LinuxQuestions.org

LinuxQuestions.org (/questions/)
-   Linux - Networking (https://www.linuxquestions.org/questions/linux-networking-3/)
-   -   Script to check connection (and restart network if down) (https://www.linuxquestions.org/questions/linux-networking-3/script-to-check-connection-and-restart-network-if-down-262281/)

mac_phil 12-03-2004 05:42 PM

Script to check connection (and restart network if down)
 
I leave my desktop online 24/7, and often SSH into it when I'm away.

Every once in awhile the system loses its network connection. (This is with DHCP.)

If I'm home, I can just type 'service network restart'. If I'm not home, I'm screwed.

How would I write a simple script to do the following every 15 minutes:

1)Check if the network is up
1a) If up, exit.
2b) If down, issue command 'service network restart' and goto 1.


I understand the basic ideas, that 1 will probably involve pinging some host, but I don't know how to write such a script.

Thanks!

scowles 12-03-2004 07:17 PM

1) copy/paste the following lines into a new file named /usr/local/bin/check_network. Change the ROUTER_IP variable to the IP address that can verify that your network is up.
Code:

#!/bin/bash

ROUTER_IP=192.168.9.6
( ! ping -c1 $ROUTER_IP >/dev/null 2>&1 ) && service network restart >/dev/null 2>&1

2) Add the following line to /etc/crontab. Change the */2 to whatever increment you want to have this script run in minutes. It's currently set to run /usr/local/bin/check_netowork every two minutes.
Code:

*/2 * * * * root /usr/local/bin/check_network
3) Set the execute permissions on the script. As root, type:
chmod +x /usr/local/bin/check_network.

thats it!

mac_phil 12-05-2004 12:24 AM

Thanks! That is really helpful.

VibeOfOurTribe 12-09-2004 12:44 PM

Ok, I guess I don't really unerstand the 2>&1 part of the script, but your script does not appear to be correct. Here is an example (I removed the >/dev/null so I could see what is going on):

My network is alive and I type:
Code:

(ping -c1 google.com 2>&1) && echo "true"
Here is what that does:
"PING google.com (216.239.37.99) 56(84) bytes of data.

--- google.com ping statistics ---
1 packets transmitted, 0 received, 100% packet loss, time 0ms"

notice it doesn't echo "true", which if I'm understanging your script correctly, it should.

So if I do:
Code:

(! ping -c1 google.com 2>&1) && echo "true"
again, while my network is up it says.
"PING google.com (216.239.37.99) 56(84) bytes of data.

--- google.com ping statistics ---
1 packets transmitted, 0 received, 100% packet loss, time 0ms

true"


According to this, your script
Code:

#!/bin/bash

ROUTER_IP=192.168.9.6
( ! ping -c1 $ROUTER_IP >/dev/null 2>&1 ) && service network restart >/dev/null 2>&1

the network will get restarted even if it's up.
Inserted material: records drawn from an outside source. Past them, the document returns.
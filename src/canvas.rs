//! The drawing surface the layout engine writes to.
//!
//! All geometry is in millimetres measured from the top-left corner of the
//! page, y growing downwards. Font sizes are in points. Backends convert to
//! their own coordinate system when serializing.

use crate::error::Error;

pub const PT_PER_MM: f32 = 72.0 / 25.4;

pub fn pt_to_mm(pt: f32) -> f32 {
    pt / PT_PER_MM
}

#[derive(Clone, Copy, Debug, PartialEq, Eq)]
pub struct Color(pub [u8; 3]);

impl Color {
    pub const BLACK: Color = Color([0, 0, 0]);
    pub const WHITE: Color = Color([255, 255, 255]);
    pub const NAVY: Color = Color([30, 58, 95]);
    pub const SLATE: Color = Color([71, 85, 105]);
    pub const MUTED: Color = Color([100, 116, 139]);
    pub const RULE: Color = Color([203, 213, 225]);
    pub const PANEL: Color = Color([241, 245, 249]);
    pub const GREEN: Color = Color([22, 163, 74]);
    pub const AMBER: Color = Color([217, 119, 6]);
    pub const RED: Color = Color([220, 38, 38]);

    pub(crate) fn unit_rgb(self) -> (f32, f32, f32) {
        let [r, g, b] = self.0;
        (r as f32 / 255.0, g as f32 / 255.0, b as f32 / 255.0)
    }
}

#[derive(Clone, Copy, Debug, PartialEq, Eq)]
pub enum Align {
    Left,
    Center,
    Right,
}

#[derive(Clone, Copy, Debug, PartialEq)]
pub struct TextStyle {
    pub size: f32,
    pub bold: bool,
    pub color: Color,
    pub align: Align,
}

impl TextStyle {
    pub fn new(size: f32) -> Self {
        Self {
            size,
            bold: false,
            color: Color::BLACK,
            align: Align::Left,
        }
    }

    pub fn bold(mut self) -> Self {
        self.bold = true;
        self
    }

    pub fn color(mut self, color: Color) -> Self {
        self.color = color;
        self
    }

    pub fn align(mut self, align: Align) -> Self {
        self.align = align;
        self
    }

    /// Baseline-to-baseline distance in millimetres.
    pub fn line_height(&self) -> f32 {
        pt_to_mm(self.size) * 1.2
    }
}

#[derive(Clone, Copy, Debug, PartialEq)]
pub struct Stroke {
    pub color: Color,
    pub width: f32, // mm
}

impl Stroke {
    pub fn new(color: Color, width: f32) -> Self {
        Self { color, width }
    }
}

#[derive(Clone, Copy, Debug, Default, PartialEq)]
pub struct Paint {
    pub fill: Option<Color>,
    pub stroke: Option<Stroke>,
}

impl Paint {
    pub fn fill(color: Color) -> Self {
        Self {
            fill: Some(color),
            stroke: None,
        }
    }

    pub fn stroke(stroke: Stroke) -> Self {
        Self {
            fill: None,
            stroke: Some(stroke),
        }
    }

    pub fn with_stroke(mut self, stroke: Stroke) -> Self {
        self.stroke = Some(stroke);
        self
    }
}

/// Drawing and measurement capability consumed by the layout engine.
pub trait Canvas {
    fn page_width(&self) -> f32;
    fn page_height(&self) -> f32;
    fn page_count(&self) -> usize;
    fn current_page(&self) -> usize;

    /// Advance width of `text` in millimetres.
    fn measure_text(&self, text: &str, size: f32, bold: bool) -> f32;

    /// Greedy word wrap. `\n` forces a break; a word wider than the line is
    /// broken between characters. Always returns at least one line.
    fn wrap_text(&self, text: &str, size: f32, bold: bool, max_width: f32) -> Vec<String> {
        let space_w = self.measure_text(" ", size, bold);
        let mut lines = Vec::new();
        for raw in text.split('\n') {
            let mut current = String::new();
            let mut current_w = 0.0f32;
            for word in raw.split_whitespace() {
                let ww = self.measure_text(word, size, bold);
                if ww > max_width {
                    if !current.is_empty() {
                        lines.push(std::mem::take(&mut current));
                    }
                    current_w = 0.0;
                    let mut buf = [0u8; 4];
                    for ch in word.chars() {
                        let cw = self.measure_text(ch.encode_utf8(&mut buf), size, bold);
                        if !current.is_empty() && current_w + cw > max_width {
                            lines.push(std::mem::take(&mut current));
                            current_w = 0.0;
                        }
                        current.push(ch);
                        current_w += cw;
                    }
                    continue;
                }
                let proposed = if current.is_empty() {
                    ww
                } else {
                    current_w + space_w + ww
                };
                if !current.is_empty() && proposed > max_width {
                    lines.push(std::mem::take(&mut current));
                    current.push_str(word);
                    current_w = ww;
                } else {
                    if !current.is_empty() {
                        current.push(' ');
                    }
                    current.push_str(word);
                    current_w = proposed;
                }
            }
            lines.push(current);
        }
        lines
    }

    /// Append a blank page and make it current.
    fn new_page(&mut self);

    /// Make an existing page current; used by the decoration pass.
    fn set_page(&mut self, index: usize);

    /// Draw a single line of text. `y` is the baseline; `x` is interpreted
    /// according to `style.align`.
    fn draw_text(&mut self, text: &str, x: f32, y: f32, style: &TextStyle);

    fn draw_rect(&mut self, x: f32, y: f32, w: f32, h: f32, paint: &Paint);

    fn draw_line(&mut self, x1: f32, y1: f32, x2: f32, y2: f32, stroke: &Stroke);

    /// Record the resolved page number on the current page.
    fn label_page(&mut self, _label: PageLabel) {}

    fn serialize(&self) -> Result<Vec<u8>, Error>;
}

#[derive(Clone, Copy, Debug, PartialEq, Eq)]
pub struct PageLabel {
    pub number: usize,
    pub total: usize,
}

#[derive(Clone, Debug, PartialEq)]
pub struct TextRun {
    pub text: String,
    /// Left edge after alignment has been resolved.
    pub x: f32,
    pub y: f32,
    pub width: f32,
    pub style: TextStyle,
}

#[derive(Clone, Debug, PartialEq)]
pub struct RectShape {
    pub x: f32,
    pub y: f32,
    pub w: f32,
    pub h: f32,
    pub paint: Paint,
}

#[derive(Clone, Debug, PartialEq)]
pub struct LineShape {
    pub x1: f32,
    pub y1: f32,
    pub x2: f32,
    pub y2: f32,
    pub stroke: Stroke,
}

#[derive(Clone, Debug, PartialEq)]
pub enum DrawCommand {
    Text(TextRun),
    Rect(RectShape),
    Line(LineShape),
}

#[derive(Clone, Debug, Default, PartialEq)]
pub struct Page {
    pub commands: Vec<DrawCommand>,
    pub label: Option<PageLabel>,
}

impl Page {
    pub fn texts(&self) -> impl Iterator<Item = &TextRun> {
        self.commands.iter().filter_map(|c| match c {
            DrawCommand::Text(t) => Some(t),
            _ => None,
        })
    }

    pub fn contains_text(&self, needle: &str) -> bool {
        self.texts().any(|t| t.text == needle)
    }
}

/// Recorded output of a generation run: pages of draw commands.
#[derive(Clone, Debug, Default, PartialEq)]
pub struct Document {
    pub pages: Vec<Page>,
}

impl Document {
    pub fn page_count(&self) -> usize {
        self.pages.len()
    }

    /// Indices of pages carrying a text run equal to `needle`.
    pub fn pages_with_text(&self, needle: &str) -> Vec<usize> {
        self.pages
            .iter()
            .enumerate()
            .filter(|(_, p)| p.contains_text(needle))
            .map(|(i, _)| i)
            .collect()
    }
}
Removing the "!" seems to have the desired effect, but it just looks incorrect. What is going on here? Possibly our versions of the "ping" program have different implementations?

mac_phil 12-09-2004 01:08 PM

Yes, it seems there is something slightly wrong with the script.

My network connection usually dies about once every three weeks. I've been running this script nonstop for about five days, and it has restarted my network at least 15 times. So it is giving some false positives for the network being down.

VibeOfOurTribe 12-09-2004 01:13 PM

Ok here is a script that works beautifully for me:
Code:

#!/bin/bash
x=`ping -c1 google.com 2>&1 | grep unknown`
if [ ! "$x" = "" ]; then
        echo "It's down!! Attempting to restart."
        service network restart
fi

This script works because if the network is down, ping will return "ping: unknown host google.com". If it is up then the word "unknown" shouldn't lie anywhere in the output.

Hope that works for you too!
:)

VibeOfOurTribe 12-09-2004 01:21 PM

also, to be on the safe side in my crontab i put a second line which restarts the network every hour regardless. So my crontab for root looks like this:

Code:

*/2 * * * * /usr/local/bin/check_network
0 * * * *    service network restart > /dev/null


mac_phil 12-09-2004 01:21 PM

I'll give that one a try, thanks!

hande1 10-14-2009 08:48 AM

A similar script
 
Did you have any luck with this Phil?

I'm looking to do something similar but I'm not overly familiar with bash scripting so it's driving me mad.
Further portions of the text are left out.